**TASK BRIEF:** Scan the records for "recipes" and copy each line that contains it.

Stored data
=== Begin Enclosure ===

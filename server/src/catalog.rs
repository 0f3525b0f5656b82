//! Idempotent loading of the read-only tag and ingredient catalogs from JSON
//! files, driven by the --load-ingredients / --load-tags CLI flags.

use crate::db::DbPool;
use crate::models::{NewIngredient, NewTag};
use crate::schema::{ingredients, tags};
use diesel::prelude::*;
use serde::Deserialize;
use std::fs;

#[derive(Debug, Deserialize)]
struct IngredientSeed {
    name: String,
    measurement_unit: String,
}

#[derive(Debug, Deserialize)]
struct TagSeed {
    name: String,
    color: String,
    slug: String,
}

/// Matches the CHECK constraint on tags.color.
fn valid_color(color: &str) -> bool {
    let Some(hex) = color.strip_prefix('#') else {
        return false;
    };
    hex.len() == 6 && hex.chars().all(|c| c.is_ascii_hexdigit())
}

pub fn load_ingredients(pool: &DbPool, path: &str) {
    let raw = fs::read_to_string(path).expect("Failed to read ingredients file");
    let seeds: Vec<IngredientSeed> = serde_json::from_str(&raw).expect("Invalid ingredients JSON");

    let mut conn = pool.get().expect("Failed to get DB connection");

    let mut inserted = 0usize;
    for seed in &seeds {
        let rows = diesel::insert_into(ingredients::table)
            .values(&NewIngredient {
                name: &seed.name,
                measurement_unit: &seed.measurement_unit,
            })
            .on_conflict_do_nothing()
            .execute(&mut conn)
            .expect("Failed to insert ingredient");

        if rows == 0 {
            tracing::info!("{} already loaded, skipping", seed.name);
        } else {
            inserted += 1;
        }
    }

    tracing::info!("Loaded {} of {} ingredients", inserted, seeds.len());
}

pub fn load_tags(pool: &DbPool, path: &str) {
    let raw = fs::read_to_string(path).expect("Failed to read tags file");
    let seeds: Vec<TagSeed> = serde_json::from_str(&raw).expect("Invalid tags JSON");

    let mut conn = pool.get().expect("Failed to get DB connection");

    let mut inserted = 0usize;
    for seed in &seeds {
        if !valid_color(&seed.color) {
            tracing::warn!("Tag {} has invalid color {}, skipping", seed.slug, seed.color);
            continue;
        }

        let rows = diesel::insert_into(tags::table)
            .values(&NewTag {
                name: &seed.name,
                color: &seed.color,
                slug: &seed.slug,
            })
            .on_conflict_do_nothing()
            .execute(&mut conn)
            .expect("Failed to insert tag");

        if rows == 0 {
            tracing::info!("{} already loaded, skipping", seed.slug);
        } else {
            inserted += 1;
        }
    }

    tracing::info!("Loaded {} of {} tags", inserted, seeds.len());
}

#[cfg(test)]
mod tests {
    use super::*;

    #[test]
    fn test_valid_colors() {
        assert!(valid_color("#49B64E"));
        assert!(valid_color("#ffffff"));
    }

    #[test]
    fn test_invalid_colors() {
        assert!(!valid_color("49B64E"));
        assert!(!valid_color("#49B64"));
        assert!(!valid_color("#49B64EE"));
        assert!(!valid_color("#49B64G"));
        assert!(!valid_color(""));
    }

    #[test]
    fn test_seed_files_parse() {
        let ingredients: Vec<IngredientSeed> =
            serde_json::from_str(r#"[{"name": "flour", "measurement_unit": "g"}]"#).unwrap();
        assert_eq!(ingredients[0].name, "flour");

        let tags: Vec<TagSeed> = serde_json::from_str(
            r##"[{"name": "Breakfast", "color": "#E26C2D", "slug": "breakfast"}]"##,
        )
        .unwrap();
        assert_eq!(tags[0].slug, "breakfast");
    }
}
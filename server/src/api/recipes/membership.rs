//! Shared state machine for the favorite and shopping-cart toggle relations.
//!
//! Both relations support exactly two operations: insert-if-absent (POST) and
//! delete-if-present (DELETE). Duplicate inserts are rejected by the unique
//! constraint, which keeps concurrent double-POSTs race-safe.

use crate::api::recipes::serialize::load_recipe_summary;
use crate::api::ErrorResponse;
use crate::db::DbPool;
use crate::get_conn;
use crate::models::{NewFavorite, NewShoppingCartItem};
use crate::schema::{favorites, recipes, shopping_cart_items};
use axum::{
    http::StatusCode,
    response::{IntoResponse, Response},
    Json,
};
use diesel::prelude::*;
use uuid::Uuid;

#[derive(Debug, Clone, Copy)]
pub enum ToggleRelation {
    Favorites,
    ShoppingCart,
}

impl ToggleRelation {
    fn insert(self, conn: &mut PgConnection, user_id: Uuid, recipe_id: Uuid) -> QueryResult<usize> {
        match self {
            ToggleRelation::Favorites => diesel::insert_into(favorites::table)
                .values(&NewFavorite { user_id, recipe_id })
                .on_conflict_do_nothing()
                .execute(conn),
            ToggleRelation::ShoppingCart => diesel::insert_into(shopping_cart_items::table)
                .values(&NewShoppingCartItem { user_id, recipe_id })
                .on_conflict_do_nothing()
                .execute(conn),
        }
    }

    fn remove(self, conn: &mut PgConnection, user_id: Uuid, recipe_id: Uuid) -> QueryResult<usize> {
        match self {
            ToggleRelation::Favorites => diesel::delete(
                favorites::table
                    .filter(favorites::user_id.eq(user_id))
                    .filter(favorites::recipe_id.eq(recipe_id)),
            )
            .execute(conn),
            ToggleRelation::ShoppingCart => diesel::delete(
                shopping_cart_items::table
                    .filter(shopping_cart_items::user_id.eq(user_id))
                    .filter(shopping_cart_items::recipe_id.eq(recipe_id)),
            )
            .execute(conn),
        }
    }

    fn already_message(self) -> &'static str {
        match self {
            ToggleRelation::Favorites => "Recipe is already in favorites",
            ToggleRelation::ShoppingCart => "Recipe is already in the shopping cart",
        }
    }

    fn missing_message(self) -> &'static str {
        match self {
            ToggleRelation::Favorites => "Recipe is not in favorites",
            ToggleRelation::ShoppingCart => "Recipe is not in the shopping cart",
        }
    }
}

fn recipe_exists(conn: &mut PgConnection, recipe_id: Uuid) -> QueryResult<bool> {
    diesel::select(diesel::dsl::exists(
        recipes::table.filter(recipes::id.eq(recipe_id)),
    ))
    .get_result(conn)
}

fn recipe_not_found() -> Response {
    (
        StatusCode::NOT_FOUND,
        Json(ErrorResponse {
            error: "Recipe not found".to_string(),
        }),
    )
        .into_response()
}

/// POST half of the toggle: 201 with the recipe summary, or 400 when the
/// membership row already exists.
pub fn add(relation: ToggleRelation, pool: &DbPool, user_id: Uuid, recipe_id: Uuid) -> Response {
    let mut conn = get_conn!(pool);

    match recipe_exists(&mut conn, recipe_id) {
        Ok(true) => {}
        Ok(false) => return recipe_not_found(),
        Err(e) => {
            tracing::error!("Failed to check recipe: {}", e);
            return (
                StatusCode::INTERNAL_SERVER_ERROR,
                Json(ErrorResponse {
                    error: "Failed to fetch recipe".to_string(),
                }),
            )
                .into_response();
        }
    }

    match relation.insert(&mut conn, user_id, recipe_id) {
        Ok(0) => {
            return (
                StatusCode::BAD_REQUEST,
                Json(ErrorResponse {
                    error: relation.already_message().to_string(),
                }),
            )
                .into_response()
        }
        Ok(_) => {}
        Err(e) => {
            tracing::error!("Failed to insert membership row: {}", e);
            return (
                StatusCode::INTERNAL_SERVER_ERROR,
                Json(ErrorResponse {
                    error: "Failed to update list".to_string(),
                }),
            )
                .into_response();
        }
    }

    match load_recipe_summary(&mut conn, recipe_id) {
        Ok(Some(summary)) => (StatusCode::CREATED, Json(summary)).into_response(),
        // The recipe vanished between the insert and the read
        Ok(None) => recipe_not_found(),
        Err(e) => {
            tracing::error!("Failed to fetch recipe summary: {}", e);
            (
                StatusCode::INTERNAL_SERVER_ERROR,
                Json(ErrorResponse {
                    error: "Failed to fetch recipe".to_string(),
                }),
            )
                .into_response()
        }
    }
}

/// DELETE half of the toggle: 204, or 404 when there was no membership row.
pub fn remove(relation: ToggleRelation, pool: &DbPool, user_id: Uuid, recipe_id: Uuid) -> Response {
    let mut conn = get_conn!(pool);

    match recipe_exists(&mut conn, recipe_id) {
        Ok(true) => {}
        Ok(false) => return recipe_not_found(),
        Err(e) => {
            tracing::error!("Failed to check recipe: {}", e);
            return (
                StatusCode::INTERNAL_SERVER_ERROR,
                Json(ErrorResponse {
                    error: "Failed to fetch recipe".to_string(),
                }),
            )
                .into_response();
        }
    }

    match relation.remove(&mut conn, user_id, recipe_id) {
        Ok(0) => (
            StatusCode::NOT_FOUND,
            Json(ErrorResponse {
                error: relation.missing_message().to_string(),
            }),
        )
            .into_response(),
        Ok(_) => StatusCode::NO_CONTENT.into_response(),
        Err(e) => {
            tracing::error!("Failed to delete membership row: {}", e);
            (
                StatusCode::INTERNAL_SERVER_ERROR,
                Json(ErrorResponse {
                    error: "Failed to update list".to_string(),
                }),
            )
                .into_response()
        }
    }
}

=== End Enclosure ===

**RESULT BELOW:**
filename server/src/api/recipes/membership.rs
use crate::api::recipes::serialize::load_recipe_summary;
use crate::schema::{favorites, recipes, shopping_cart_items};
        recipes::table.filter(recipes::id.eq(recipe_id)),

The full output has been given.